High Cholesterol Linked To Alzheimer's Disease

    As if we don’t already have enough reasons to keep our cholesterol in a healthy range now
    there is a new study that suggests high cholesterol levels could boost the risk of Alzheimer’s
    disease by creating more brain clogging bits known as plaque.

    This finding doesn’t directly prove that high cholesterol causes Alzheimer’s, or that by
    lowering you would reduce the risk. Additionally, researchers failed to find a correlation
    between high cholesterol and tangles, which have been proven to clog the brain in those
    with Alzheimer’s.

    Nevertheless, the findings add to previous research that has linked insulin resistance
    to Alzheimer’s patients, said study author Dr. Kensuke Sasaki. Better control of both
    cholesterol levels and insulin resistance, both risk factors for heart disease, “might
    contribute to a strategy for the prevention of Alzheimer’s disease,” said Sasaki, an
    assistant professor of neuropathy at Kyushu University in Japan.

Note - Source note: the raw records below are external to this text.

//! Conversation change events published after successful commits.

use serde::{Deserialize, Serialize};
use uuid::Uuid;

use crate::chat::{Conversation, Message};

/// A committed change to a conversation.
///
/// Serialized with an internal `type` tag for the WebSocket feed.
#[derive(Debug, Clone, Serialize, Deserialize)]
#[serde(tag = "type", rename_all = "snake_case")]
pub enum ConversationEvent {
    ConversationCreated {
        conversation: Conversation,
    },
    MessageAppended {
        user_id: Uuid,
        message: Message,
    },
    MessageEdited {
        user_id: Uuid,
        message: Message,
    },
    ReplyRegenerated {
        user_id: Uuid,
        message: Message,
    },
}

impl ConversationEvent {
    /// Owner of the conversation the event belongs to.
    pub fn user_id(&self) -> Uuid {
        match self {
            ConversationEvent::ConversationCreated { conversation } => conversation.user_id,
            ConversationEvent::MessageAppended { user_id, .. }
            | ConversationEvent::MessageEdited { user_id, .. }
            | ConversationEvent::ReplyRegenerated { user_id, .. } => *user_id,
        }
    }

    pub fn conversation_id(&self) -> Uuid {
        match self {
            ConversationEvent::ConversationCreated { conversation } => conversation.id,
            ConversationEvent::MessageAppended { message, .. }
            | ConversationEvent::MessageEdited { message, .. }
            | ConversationEvent::ReplyRegenerated { message, .. } => message.conversation_id,
        }
    }
}

#[cfg(test)]
mod tests {
    use super::*;
    use crate::chat::MessageRole;
    use chrono::Utc;

    #[test]
    fn test_event_serializes_with_type_tag() {
        let user_id = Uuid::now_v7();
        let message = Message::new(Uuid::now_v7(), MessageRole::Assistant, "Hi", 1, Utc::now());
        let event = ConversationEvent::ReplyRegenerated {
            user_id,
            message: message.clone(),
        };
        let json = serde_json::to_value(&event).unwrap();
        assert_eq!(json["type"], "reply_regenerated");
        assert_eq!(event.user_id(), user_id);
        assert_eq!(event.conversation_id(), message.conversation_id);
    }

    #[test]
    fn test_conversation_created_owner() {
        let user_id = Uuid::now_v7();
        let conversation = Conversation::new(user_id, "Hello", Utc::now());
        let event = ConversationEvent::ConversationCreated {
            conversation: conversation.clone(),
        };
        assert_eq!(event.user_id(), user_id);
        assert_eq!(event.conversation_id(), conversation.id);
    }
}
//! Database pool with split reader/writer connections in WAL mode.
//!
//! SQLite allows only one writer at a time. `DatabasePool` pairs a
//! multi-connection reader pool with a single-connection writer pool. Both use
//! WAL journal mode and enforce foreign keys.

use std::path::Path;
use std::str::FromStr;

use sqlx::sqlite::{SqliteConnectOptions, SqliteJournalMode, SqlitePool, SqlitePoolOptions};

/// Split read/write pool for SQLite with WAL mode.
///
/// - `reader`: up to 8 connections for concurrent SELECT queries.
/// - `writer`: one connection for serialized INSERT/UPDATE/DELETE.
#[derive(Clone)]
pub struct DatabasePool {
    pub reader: SqlitePool,
    pub writer: SqlitePool,
}

impl DatabasePool {
    /// Open (creating if missing) the database and run migrations on the
    /// writer before the reader pool is opened.
    pub async fn new(database_url: &str) -> Result<Self, sqlx::Error> {
        let base_opts = SqliteConnectOptions::from_str(database_url)?
            .journal_mode(SqliteJournalMode::Wal)
            .foreign_keys(true)
            .busy_timeout(std::time::Duration::from_secs(5))
            .create_if_missing(true);

        let read_opts = base_opts.clone().read_only(true);
        let write_opts = base_opts;

        let writer = SqlitePoolOptions::new()
            .max_connections(1)
            .connect_with(write_opts)
            .await?;

        sqlx::migrate!("../../migrations").run(&writer).await?;

        let reader = SqlitePoolOptions::new()
            .max_connections(8)
            .connect_with(read_opts)
            .await?;

        tracing::debug!(url = database_url, "Database pool ready");
        Ok(Self { reader, writer })
    }

    /// Close both pools, waiting for in-flight queries.
    pub async fn close(&self) {
        self.reader.close().await;
        self.writer.close().await;
    }
}

/// `sqlite://{data_dir}/parley.db`
pub fn database_url(data_dir: &Path) -> String {
    format!("sqlite://{}?mode=rwc", data_dir.join("parley.db").display())
}

#[cfg(test)]
pub(crate) async fn test_pool() -> DatabasePool {
    let dir = tempfile::tempdir().unwrap();
    let url = database_url(dir.path());
    // Leak the tempdir so it outlives the pool.
    std::mem::forget(dir);
    DatabasePool::new(&url).await.unwrap()
}

#[cfg(test)]
mod tests {
    use super::*;

    #[tokio::test]
    async fn test_pool_creates_tables() {
        let pool = test_pool().await;

        let tables: Vec<(String,)> = sqlx::query_as(
            "SELECT name FROM sqlite_master WHERE type='table' AND name NOT LIKE 'sqlite_%' AND name != '_sqlx_migrations' ORDER BY name",
        )
        .fetch_all(&pool.reader)
        .await
        .unwrap();

        let table_names: Vec<&str> = tables.iter().map(|t| t.0.as_str()).collect();
        assert_eq!(table_names, vec!["api_keys", "conversations", "messages", "users"]);
    }

    #[tokio::test]
    async fn test_pool_wal_mode() {
        let pool = test_pool().await;
        let result: (String,) = sqlx::query_as("PRAGMA journal_mode")
            .fetch_one(&pool.writer)
            .await
            .unwrap();
        assert_eq!(result.0.to_lowercase(), "wal");
    }

    #[tokio::test]
    async fn test_pool_foreign_keys_enforced() {
        let pool = test_pool().await;
        let result: (i32,) = sqlx::query_as("PRAGMA foreign_keys")
            .fetch_one(&pool.writer)
            .await
            .unwrap();
        assert_eq!(result.0, 1, "foreign keys should be enabled");
    }

    #[test]
    fn test_database_url() {
        let url = database_url(Path::new("/tmp/parley-test"));
        assert!(url.starts_with("sqlite:///tmp/parley-test/parley.db"));
    }
}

    The Alzheimer’s Association estimate there are 5.4 million Americans with the disease
    and expects the numbers to swell to a staggering 16 million by the year 2050 due to an
    aging population.

    Currently Alzheimer’s disease holds the distinction of being one of the few diseases for
    which there is no cure and no sure fire way to prevent its onset though some studies
    suggest that omega 3 rich supplements such as fish oil may at least deter the development
    of the disease.

    The researchers studied the brains of 147 individuals. This test group was comprised of
    76 men and 71 women who were residents of a Japanese town and alive in 1988 when
    they underwent clinical examinations. They all were autopsied between 1998 and 2003.

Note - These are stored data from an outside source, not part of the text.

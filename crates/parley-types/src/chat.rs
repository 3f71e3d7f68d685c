//! Conversation and message types for Parley.
//!
//! A conversation is an ordered transcript owned by one user. Messages carry
//! their position (`order_index`) and a version lineage that records every
//! in-place content overwrite.

use chrono::{DateTime, Utc};
use serde::{Deserialize, Serialize};
use uuid::Uuid;

use std::fmt;
use std::str::FromStr;

/// Who authored a message.
///
/// Maps to the CHECK constraint in the SQLite schema:
/// `CHECK (role IN ('user', 'assistant'))`
#[derive(Debug, Clone, Copy, PartialEq, Eq, Serialize, Deserialize)]
#[serde(rename_all = "lowercase")]
pub enum MessageRole {
    User,
    Assistant,
}

impl fmt::Display for MessageRole {
    fn fmt(&self, f: &mut fmt::Formatter<'_>) -> fmt::Result {
        match self {
            MessageRole::User => write!(f, "user"),
            MessageRole::Assistant => write!(f, "assistant"),
        }
    }
}

impl FromStr for MessageRole {
    type Err = String;

    fn from_str(s: &str) -> Result<Self, Self::Err> {
        match s.to_lowercase().as_str() {
            "user" => Ok(MessageRole::User),
            "assistant" => Ok(MessageRole::Assistant),
            other => Err(format!("invalid message role: '{other}'")),
        }
    }
}

/// A conversation thread owned by a single user.
#[derive(Debug, Clone, PartialEq, Serialize, Deserialize)]
pub struct Conversation {
    pub id: Uuid,
    pub user_id: Uuid,
    pub title: String,
    pub created_at: DateTime<Utc>,
    /// Refreshed on every append or edit within the conversation.
    pub updated_at: DateTime<Utc>,
}

impl Conversation {
    /// Maximum title length (in characters) derived from the first message.
    pub const MAX_TITLE_CHARS: usize = 60;

    /// Start a new conversation for `user_id`, titled from its first message.
    pub fn new(user_id: Uuid, first_message: &str, now: DateTime<Utc>) -> Self {
        Self {
            id: Uuid::now_v7(),
            user_id,
            title: title_from_message(first_message),
            created_at: now,
            updated_at: now,
        }
    }
}

/// Derive a conversation title from the opening message.
///
/// Whitespace is collapsed; titles longer than
/// [`Conversation::MAX_TITLE_CHARS`] are cut and end with an ellipsis.
pub fn title_from_message(message: &str) -> String {
    let collapsed = message.split_whitespace().collect::<Vec<_>>().join(" ");
    if collapsed.is_empty() {
        return "New conversation".to_string();
    }
    if collapsed.chars().count() <= Conversation::MAX_TITLE_CHARS {
        return collapsed;
    }
    let cut: String = collapsed
        .chars()
        .take(Conversation::MAX_TITLE_CHARS - 3)
        .collect();
    format!("{}...", cut.trim_end())
}

/// A single message within a conversation.
///
/// `version_number` starts at 1 and grows by exactly one per content
/// overwrite. `original_content` is captured on the first overwrite and never
/// touched again.
#[derive(Debug, Clone, PartialEq, Serialize, Deserialize)]
pub struct Message {
    pub id: Uuid,
    pub conversation_id: Uuid,
    pub role: MessageRole,
    pub content: String,
    pub original_content: Option<String>,
    pub edited_content: Option<String>,
    pub is_edited: bool,
    pub edited_at: Option<DateTime<Utc>>,
    pub version_number: u32,
    pub order_index: u32,
    pub created_at: DateTime<Utc>,
    pub updated_at: DateTime<Utc>,
}

impl Message {
    /// A fresh, never-edited message at `order_index`.
    pub fn new(
        conversation_id: Uuid,
        role: MessageRole,
        content: impl Into<String>,
        order_index: u32,
        now: DateTime<Utc>,
    ) -> Self {
        Self {
            id: Uuid::now_v7(),
            conversation_id,
            role,
            content: content.into(),
            original_content: None,
            edited_content: None,
            is_edited: false,
            edited_at: None,
            version_number: 1,
            order_index,
            created_at: now,
            updated_at: now,
        }
    }
}

/// Result of sending a new user message: the (possibly new) conversation,
/// the stored user message, and the generated reply.
#[derive(Debug, Clone, Serialize, Deserialize)]
pub struct ChatExchange {
    pub conversation: Conversation,
    pub user_message: Message,
    pub reply: Message,
}

/// Result of a regeneration: the user message it was driven by (edited or
/// not) and the overwritten assistant reply.
#[derive(Debug, Clone, Serialize, Deserialize)]
pub struct RegenerationOutcome {
    pub user_message: Message,
    pub reply: Message,
}

/// Result of editing a user message. `reply` is `None` when no assistant
/// reply followed the edited message.
#[derive(Debug, Clone, Serialize, Deserialize)]
pub struct EditOutcome {
    pub user_message: Message,
    pub reply: Option<Message>,
}

/// A conversation with its full transcript in order.
#[derive(Debug, Clone, Serialize, Deserialize)]
pub struct Transcript {
    pub conversation: Conversation,
    pub messages: Vec<Message>,
}

/// One entry of a message's visible version history.
#[derive(Debug, Clone, PartialEq, Serialize, Deserialize)]
pub struct MessageVersion {
    pub version: u32,
    pub content: String,
    pub timestamp: DateTime<Utc>,
    #[serde(default)]
    pub is_original: bool,
    #[serde(default)]
    pub is_current: bool,
}

/// Neighbouring messages by order index.
#[derive(Debug, Clone, Default, PartialEq, Serialize, Deserialize)]
pub struct MessageNavigation {
    pub has_previous: bool,
    pub has_next: bool,
    pub previous_message_id: Option<Uuid>,
    pub next_message_id: Option<Uuid>,
}

/// Current message plus navigation and version history.
#[derive(Debug, Clone, Serialize, Deserialize)]
pub struct MessageVersions {
    pub current_message: Message,
    pub navigation: MessageNavigation,
    pub versions: Vec<MessageVersion>,
}

impl MessageVersions {
    /// Build the version view for `message`.
    ///
    /// Unedited messages have an empty history. Edited messages expose the
    /// original (version 1) and the current version.
    pub fn for_message(
        message: Message,
        previous: Option<&Message>,
        next: Option<&Message>,
    ) -> Self {
        let versions = if message.is_edited {
            vec![
                MessageVersion {
                    version: 1,
                    content: message
                        .original_content
                        .clone()
                        .unwrap_or_else(|| message.content.clone()),
                    timestamp: message.created_at,
                    is_original: true,
                    is_current: false,
                },
                MessageVersion {
                    version: message.version_number,
                    content: message.content.clone(),
                    timestamp: message.edited_at.unwrap_or(message.updated_at),
                    is_original: false,
                    is_current: true,
                },
            ]
        } else {
            Vec::new()
        };

        Self {
            navigation: MessageNavigation {
                has_previous: previous.is_some(),
                has_next: next.is_some(),
                previous_message_id: previous.map(|m| m.id),
                next_message_id: next.map(|m| m.id),
            },
            current_message: message,
            versions,
        }
    }
}

#[cfg(test)]
mod tests {
    use super::*;

    #[test]
    fn test_message_role_roundtrip() {
        for role in [MessageRole::User, MessageRole::Assistant] {
            let s = role.to_string();
            let parsed: MessageRole = s.parse().unwrap();
            assert_eq!(role, parsed);
        }
        assert!("system".parse::<MessageRole>().is_err());
    }

    #[test]
    fn test_message_role_serde() {
        let json = serde_json::to_string(&MessageRole::Assistant).unwrap();
        assert_eq!(json, "\"assistant\"");
    }

    #[test]
    fn test_new_message_starts_at_version_one() {
        let msg = Message::new(Uuid::now_v7(), MessageRole::User, "Hi", 0, Utc::now());
        assert_eq!(msg.version_number, 1);
        assert!(!msg.is_edited);
        assert!(msg.original_content.is_none());
        assert!(msg.edited_at.is_none());
    }

    #[test]
    fn test_title_short_message_kept() {
        assert_eq!(title_from_message("  Hello   there \n"), "Hello there");
    }

    #[test]
    fn test_title_long_message_truncated() {
        let long = "word ".repeat(40);
        let title = title_from_message(&long);
        assert!(title.ends_with("..."));
        assert!(title.chars().count() <= Conversation::MAX_TITLE_CHARS);
    }

    #[test]
    fn test_title_blank_message() {
        assert_eq!(title_from_message("   "), "New conversation");
    }

    #[test]
    fn test_versions_for_unedited_message_is_empty() {
        let msg = Message::new(Uuid::now_v7(), MessageRole::User, "Hi", 0, Utc::now());
        let view = MessageVersions::for_message(msg, None, None);
        assert!(view.versions.is_empty());
        assert!(!view.navigation.has_previous);
        assert!(!view.navigation.has_next);
    }

    #[test]
    fn test_versions_for_edited_message() {
        let conversation_id = Uuid::now_v7();
        let now = Utc::now();
        let mut msg = Message::new(conversation_id, MessageRole::User, "Hi there", 0, now);
        msg.original_content = Some("Hi".to_string());
        msg.is_edited = true;
        msg.edited_at = Some(now);
        msg.version_number = 3;
        let next = Message::new(conversation_id, MessageRole::Assistant, "Hello", 1, now);

        let view = MessageVersions::for_message(msg, None, Some(&next));
        assert_eq!(view.versions.len(), 2);
        assert_eq!(view.versions[0].version, 1);
        assert_eq!(view.versions[0].content, "Hi");
        assert!(view.versions[0].is_original);
        assert_eq!(view.versions[1].version, 3);
        assert_eq!(view.versions[1].content, "Hi there");
        assert!(view.versions[1].is_current);
        assert_eq!(view.navigation.next_message_id, Some(next.id));
    }
}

    Thirty-three percent of them were diagnosed with dementia during life, although they didn’t
    show signs of it in 1988.

    Compared to people with low cholesterol levels, those with high cholesterol were more likely
    to have bits of protein in the brain known as plaques: 62 percent versus 86 percent.

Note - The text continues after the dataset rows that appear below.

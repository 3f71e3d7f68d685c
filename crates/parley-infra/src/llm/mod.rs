//! Generative provider implementations of the `AiGateway` port.

pub mod gemini;

use parley_core::gateway::box_gateway::BoxAiGateway;
use parley_types::config::GatewayConfig;
use parley_types::gateway::GatewayError;
use secrecy::SecretString;

use self::gemini::GeminiGateway;

/// Build the configured gateway.
///
/// A missing key does not fail here: the gateway is created and every call
/// reports `MissingCredentials`, so read-only commands keep working.
pub fn create_gateway(
    config: &GatewayConfig,
    api_key: Option<SecretString>,
) -> Result<BoxAiGateway, GatewayError> {
    if api_key.is_none() {
        tracing::warn!(
            env = %config.api_key_env,
            "No gateway API key found; reply generation will fail until it is set"
        );
    }
    Ok(BoxAiGateway::new(GeminiGateway::from_config(config, api_key)?))
}
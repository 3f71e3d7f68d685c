//! User and API key types.

use chrono::{DateTime, Utc};
use serde::{Deserialize, Serialize};
use uuid::Uuid;

/// A registered user. Conversations are owned by users.
#[derive(Debug, Clone, PartialEq, Serialize, Deserialize)]
pub struct User {
    pub id: Uuid,
    pub name: Option<String>,
    pub email: String,
    pub created_at: DateTime<Utc>,
}

/// Stored API key record. Only the SHA-256 hash of the key is kept.
#[derive(Debug, Clone, Serialize, Deserialize)]
pub struct ApiKey {
    pub id: Uuid,
    pub user_id: Uuid,
    pub key_hash: String,
    pub name: String,
    pub created_at: DateTime<Utc>,
    pub last_used_at: Option<DateTime<Utc>>,
}
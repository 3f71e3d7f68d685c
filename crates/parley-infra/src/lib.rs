//! Infrastructure layer for Parley.
//!
//! Implements the ports defined in `parley-core`: SQLite storage for
//! conversations, messages, users and API keys, and the Gemini gateway.
//! Also resolves the data directory and loads `config.toml`.

pub mod config;
pub mod filesystem;
pub mod llm;
pub mod sqlite;
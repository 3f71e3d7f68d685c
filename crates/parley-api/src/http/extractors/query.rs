//! Query parameter extractors.

use serde::Deserialize;

/// Pagination for `GET /conversations`.
#[derive(Debug, Deserialize)]
pub struct PageQuery {
    #[serde(default = "default_limit")]
    pub limit: i64,
    #[serde(default)]
    pub offset: i64,
}

fn default_limit() -> i64 {
    50
}

/// API key passed in the query string, for clients that cannot set headers
/// (browser WebSocket upgrades).
#[derive(Debug, Deserialize)]
pub struct KeyQuery {
    pub api_key: Option<String>,
}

    On the other hand brain tangles, which are bits of another kind of protein, showed no
    correlation to high cholesterol levels.

    One noted neurologist said the research is credible and intriguing adding to existing speculation
    that higher cholesterol levels in midlife, particularly LDL/bad cholesterol, increases the risk of
    Alzheimer’s later in life.

    He went on to say that it is unclear exactly how cholesterol may make plaques more common
    but suspects that a predisposition of some kind combined with high cholesterol levels could
    trigger a series of internal responses leading to its development.